BLOCK AND DELETE: This is one of my favourite, once I see that I’m thinking of someone too much, reading old chats, seeing pictures and other things that makes me think of him I usually just delete all of them because I sometimes get tempted to say hello. Some say blocking is immature, I don’t think it is. Especially if he’s feeding you lies, BLOCK AND DELETE HIM. Delete his number, unfriend him on Facebook, block him on Instagram. Take out things that brings up memories. You don’t want to dwell on the past so take him out of your life and social media. I know it can be hard when you know their number and social media handles by heart and you just want to check up on him. I have this 30 days don’t talk to him challenge, believe me you’d be proud of yourself in the end for cutting all ties with him.

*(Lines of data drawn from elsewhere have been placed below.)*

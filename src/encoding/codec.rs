/// Prefix that switches [`to_bytes`] into hex-pair mode. Case-sensitive.
pub const HEX_PREFIX: &str = "0x";

/// A 4-bit value in `0..=15`, used as an index into 16-entry glyph and color tables.
#[derive(
    Clone, Copy, Debug, PartialEq, Eq, PartialOrd, Ord, Hash, serde::Serialize, serde::Deserialize,
)]
#[serde(try_from = "u8", into = "u8")]
pub struct Nibble(u8);

impl Nibble {
    /// Build a nibble, rejecting values above 15.
    pub const fn new(v: u8) -> Option<Self> {
        if v <= 0xF { Some(Self(v)) } else { None }
    }

    /// Keep only the low four bits of `v`.
    pub const fn from_low_bits(v: u16) -> Self {
        Self((v & 0xF) as u8)
    }

    /// Numeric value in `0..=15`.
    pub const fn value(self) -> u8 {
        self.0
    }

    /// Table index; always `< 16`.
    pub const fn index(self) -> usize {
        self.0 as usize
    }
}

impl TryFrom<u8> for Nibble {
    type Error = String;

    fn try_from(v: u8) -> Result<Self, Self::Error> {
        Self::new(v).ok_or_else(|| format!("nibble out of range: {v}"))
    }
}

impl From<Nibble> for u8 {
    fn from(n: Nibble) -> Self {
        n.0
    }
}

/// Whether `value` is rendered in hex-pair mode.
pub fn is_hex(value: &str) -> bool {
    value.starts_with(HEX_PREFIX)
}

/// Convert a property's display string into a sequence of code units.
///
/// With the `0x` prefix every following pair of characters is parsed as one big-endian hex byte;
/// an odd trailing character is dropped. A pair is read like `parseInt(pair, 16)`: leading
/// whitespace and a `+` sign are skipped, then the leading hex digits are taken, so `" f"` gives
/// `0xF` and `"1z"` gives `0x1`. A pair with no digits, or a negative one such as `"-f"`, gives `0`.
///
/// Without the prefix every UTF-16 code unit is emitted verbatim, so values above `0xFF` pass
/// through untruncated.
pub fn to_bytes(value: &str) -> Vec<u16> {
    let Some(digits) = value.strip_prefix(HEX_PREFIX) else {
        return value.encode_utf16().collect();
    };

    let units: Vec<u16> = digits.encode_utf16().collect();
    units
        .chunks_exact(2)
        .map(parse_hex_pair)
        .collect()
}

/// Split every code unit into (low nibble, high nibble), in that order.
///
/// The output is exactly twice as long as the input. For code units above `0xFF` the high nibble
/// keeps only bits 4..8, so every element stays a valid table index.
pub fn to_nibbles(bytes: &[u16]) -> Vec<Nibble> {
    let mut out = Vec::with_capacity(bytes.len() * 2);
    for &b in bytes {
        out.push(Nibble::from_low_bits(b));
        out.push(Nibble::from_low_bits(b >> 4));
    }
    out
}

/// Codec output for one property value, computed fresh per render.
#[derive(Clone, Debug, PartialEq, Eq)]
pub struct Encoded {
    /// Display string the codes were derived from.
    pub text: String,
    /// Code units from [`to_bytes`].
    pub bytes: Vec<u16>,
    /// Nibbles from [`to_nibbles`].
    pub nibbles: Vec<Nibble>,
}

impl Encoded {
    /// Run both codec stages over `text`.
    pub fn new(text: impl Into<String>) -> Self {
        let text = text.into();
        let bytes = to_bytes(&text);
        let nibbles = to_nibbles(&bytes);
        Self {
            text,
            bytes,
            nibbles,
        }
    }
}

fn parse_hex_pair(pair: &[u16]) -> u16 {
    let skip = pair.iter().take_while(|&&c| is_js_space(c)).count();
    let mut rest = &pair[skip..];
    let mut negative = false;
    if let Some((&sign, tail)) = rest.split_first()
        && (sign == u16::from(b'+') || sign == u16::from(b'-'))
    {
        negative = sign == u16::from(b'-');
        rest = tail;
    }

    let value = rest
        .iter()
        .map_while(|&c| hex_digit(c))
        .fold(0u16, |acc, d| (acc << 4) | d);
    if negative { 0 } else { value }
}

fn is_js_space(unit: u16) -> bool {
    unit == 0xFEFF || char::from_u32(u32::from(unit)).is_some_and(char::is_whitespace)
}

fn hex_digit(unit: u16) -> Option<u16> {
    char::from_u32(u32::from(unit))
        .and_then(|c| c.to_digit(16))
        .map(|d| d as u16)
}

#[cfg(test)]
#[path = "../../tests/unit/encoding/codec.rs"]
mod tests;
/// Value -> code units -> nibbles.
pub mod codec;
/// Representation functions and their registry.
pub mod represent;
/// Fixed 16-entry glyph and color tables.
pub mod tables;
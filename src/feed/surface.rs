use std::time::Duration;

use crate::foundation::core::{RowId, Timestamp};

/// Display surface the feed renders into.
///
/// This is the narrow geometry + animation boundary: the scheduler only asks where rows are, how
/// tall they are, and to collapse or drop them. Positions share one vertical coordinate space with
/// [`Surface::viewport_bottom`].
pub trait Surface {
    /// Bottom edge of the viewport the feed must stay within.
    fn viewport_bottom(&self) -> f64;

    /// Append a row holding `markup` after every existing row.
    fn push_row(&mut self, markup: &str) -> RowId;

    /// Top offset of `row`, or `None` if the surface does not know it.
    fn row_top(&self, row: RowId) -> Option<f64>;

    /// Height of `row` including its margins, or `None` if the surface does not know it.
    fn row_outer_height(&self, row: RowId) -> Option<f64>;

    /// Start animating `row`'s top margin to `target` over `duration`.
    ///
    /// The completion must later be reported exactly once through
    /// [`Surface::poll_transitions`].
    fn animate_margin_top(&mut self, row: RowId, target: f64, duration: Duration);

    /// Remove `row` from the display.
    fn remove_row(&mut self, row: RowId);

    /// Rows whose transition completed at or before `now` and have not been reported yet.
    fn poll_transitions(&mut self, now: Timestamp) -> Vec<RowId>;
}
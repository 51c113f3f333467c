use crate::{
    chain::event::TransferEvent,
    foundation::core::Timestamp,
    foundation::error::{RevealError, RevealResult},
};

/// Contract `Transfer` event source, already bound to a contract and network.
pub trait TransferSource {
    /// Historical transfers of `token_id` from the earliest block to the latest, oldest first.
    fn past_transfers(&mut self, token_id: u64) -> RevealResult<Vec<TransferEvent>>;

    /// Live transfers of `token_id` delivered at or before `now` and not yet drained, in arrival
    /// order.
    fn drain_live(&mut self, token_id: u64, now: Timestamp) -> Vec<TransferEvent>;
}

/// A live transfer scheduled for delivery at a given time.
#[derive(Clone, Debug, PartialEq, Eq, serde::Serialize, serde::Deserialize)]
pub struct ScheduledTransfer {
    /// Delivery time in milliseconds.
    pub at_ms: u64,
    /// The event.
    pub event: TransferEvent,
}

/// Scripted in-memory event source for tests and simulation.
#[derive(Clone, Debug, Default, serde::Serialize, serde::Deserialize)]
pub struct InMemoryTransferSource {
    /// Events returned by [`TransferSource::past_transfers`].
    #[serde(default)]
    pub history: Vec<TransferEvent>,
    /// Live events, delivered once their time has come.
    #[serde(default)]
    pub live: Vec<ScheduledTransfer>,
    /// When set, the historical query fails with this message.
    #[serde(default, skip_serializing_if = "Option::is_none")]
    pub history_error: Option<String>,
}

impl InMemoryTransferSource {
    /// Source with the given history and no live events.
    pub fn new(history: Vec<TransferEvent>) -> Self {
        Self {
            history,
            ..Self::default()
        }
    }

    /// Make the historical query fail.
    pub fn with_history_error(mut self, msg: impl Into<String>) -> Self {
        self.history_error = Some(msg.into());
        self
    }

    /// Schedule a live event for delivery at `at`.
    pub fn push_live(&mut self, at: Timestamp, event: TransferEvent) {
        self.live.push(ScheduledTransfer {
            at_ms: at.as_millis(),
            event,
        });
    }

    /// Parse a source document (`history`, `live`, optional `history_error`).
    pub fn from_json_str(s: &str) -> RevealResult<Self> {
        Ok(serde_json::from_str(s)?)
    }
}

impl TransferSource for InMemoryTransferSource {
    fn past_transfers(&mut self, token_id: u64) -> RevealResult<Vec<TransferEvent>> {
        if let Some(msg) = &self.history_error {
            return Err(RevealError::chain(msg.clone()));
        }
        Ok(self
            .history
            .iter()
            .filter(|e| e.concerns(token_id))
            .cloned()
            .collect())
    }

    fn drain_live(&mut self, token_id: u64, now: Timestamp) -> Vec<TransferEvent> {
        // Stable partition keeps arrival order on both sides.
        let (due, pending): (Vec<_>, Vec<_>) = std::mem::take(&mut self.live)
            .into_iter()
            .partition(|s| s.at_ms <= now.as_millis());
        self.live = pending;
        due.into_iter()
            .map(|s| s.event)
            .filter(|e| e.concerns(token_id))
            .collect()
    }
}
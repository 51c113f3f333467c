/// Cooperative event loop tying the store, feed, tracker and surface together.
pub mod event_loop;
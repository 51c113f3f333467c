use crate::store::property::PropertyValue;

/// Fact name for the current owner's address.
pub const OWNER_FACT: &str = "Ethereum address of the owner of";
/// Fact name for the hash of the block that set the current owner.
pub const BLOCK_HASH_FACT: &str =
    "Hash of the Ethereum block containing the transaction setting the current owner of";
/// Fact name for the height of the block that set the current owner.
pub const BLOCK_HEIGHT_FACT: &str =
    "Height of the Ethereum block containing the transaction setting the current owner of";
/// Fact name for the hash of the transaction that set the current owner.
pub const TRANSACTION_HASH_FACT: &str =
    "Hash of the Ethereum transaction setting the current owner of";

/// The four fact names written by the ownership tracker, in field order.
pub const OWNERSHIP_FACTS: [&str; 4] = [
    OWNER_FACT,
    BLOCK_HASH_FACT,
    BLOCK_HEIGHT_FACT,
    TRANSACTION_HASH_FACT,
];

/// One `Transfer` event as delivered by the contract event source.
///
/// Field names follow the event source's camelCase JSON.
#[derive(Clone, Debug, PartialEq, Eq, serde::Serialize, serde::Deserialize)]
#[serde(rename_all = "camelCase")]
pub struct TransferEvent {
    /// Address carried by the event.
    pub address: String,
    /// Hash of the block containing the transfer.
    pub block_hash: String,
    /// Height of the block containing the transfer.
    pub block_number: u64,
    /// Hash of the transfer transaction.
    pub transaction_hash: String,
    /// Token the transfer applies to, when the source reports it.
    #[serde(default, skip_serializing_if = "Option::is_none")]
    pub token_id: Option<u64>,
}

impl TransferEvent {
    /// Whether the event may concern `token_id`; events without a token id are assumed to have
    /// been filtered by the source.
    pub fn concerns(&self, token_id: u64) -> bool {
        self.token_id.is_none_or(|t| t == token_id)
    }
}

/// Derived ownership facts; always written as a whole.
#[derive(Clone, Debug, PartialEq, Eq, serde::Serialize)]
pub struct OwnershipRecord {
    /// Current owner address.
    pub owner: String,
    /// Hash of the block that set the owner.
    pub block_hash: String,
    /// Height of the block that set the owner.
    pub block_height: u64,
    /// Hash of the transaction that set the owner.
    pub transaction_hash: String,
}

impl From<&TransferEvent> for OwnershipRecord {
    fn from(ev: &TransferEvent) -> Self {
        Self {
            owner: ev.address.clone(),
            block_hash: ev.block_hash.clone(),
            block_height: ev.block_number,
            transaction_hash: ev.transaction_hash.clone(),
        }
    }
}

impl OwnershipRecord {
    /// The record as `(fact name, value)` pairs, in [`OWNERSHIP_FACTS`] order.
    pub fn facts(&self) -> [(&'static str, PropertyValue); 4] {
        [
            (OWNER_FACT, PropertyValue::from(self.owner.as_str())),
            (BLOCK_HASH_FACT, PropertyValue::from(self.block_hash.as_str())),
            (BLOCK_HEIGHT_FACT, PropertyValue::from(self.block_height)),
            (
                TRANSACTION_HASH_FACT,
                PropertyValue::from(self.transaction_hash.as_str()),
            ),
        ]
    }
}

TALK OR WRITE ABOUT IT: talk to someone about it, be it your friend or family member, someone that would keep you grounded and advise you on what to do. If you don’t want to talk to someone or don’t have anyone to talk to you could write about it. Heartbreak helps your creative skills, who knows, you could write a song, poem or story. Dua Lipa’s ‘new rule’ has some good tips.
FORGIVE YOURSELF AND HIM: I didn’t realize on time that I resented myself and him for some things until I read a book on forgiveness and found out I was still holding on to some things and blaming myself. So forgive and forget, it’s really helpful. The moment I did, I let go of everything and felt extremely free. So don’t hold on to anything, release your self from guilt, learn from your mistake and move on.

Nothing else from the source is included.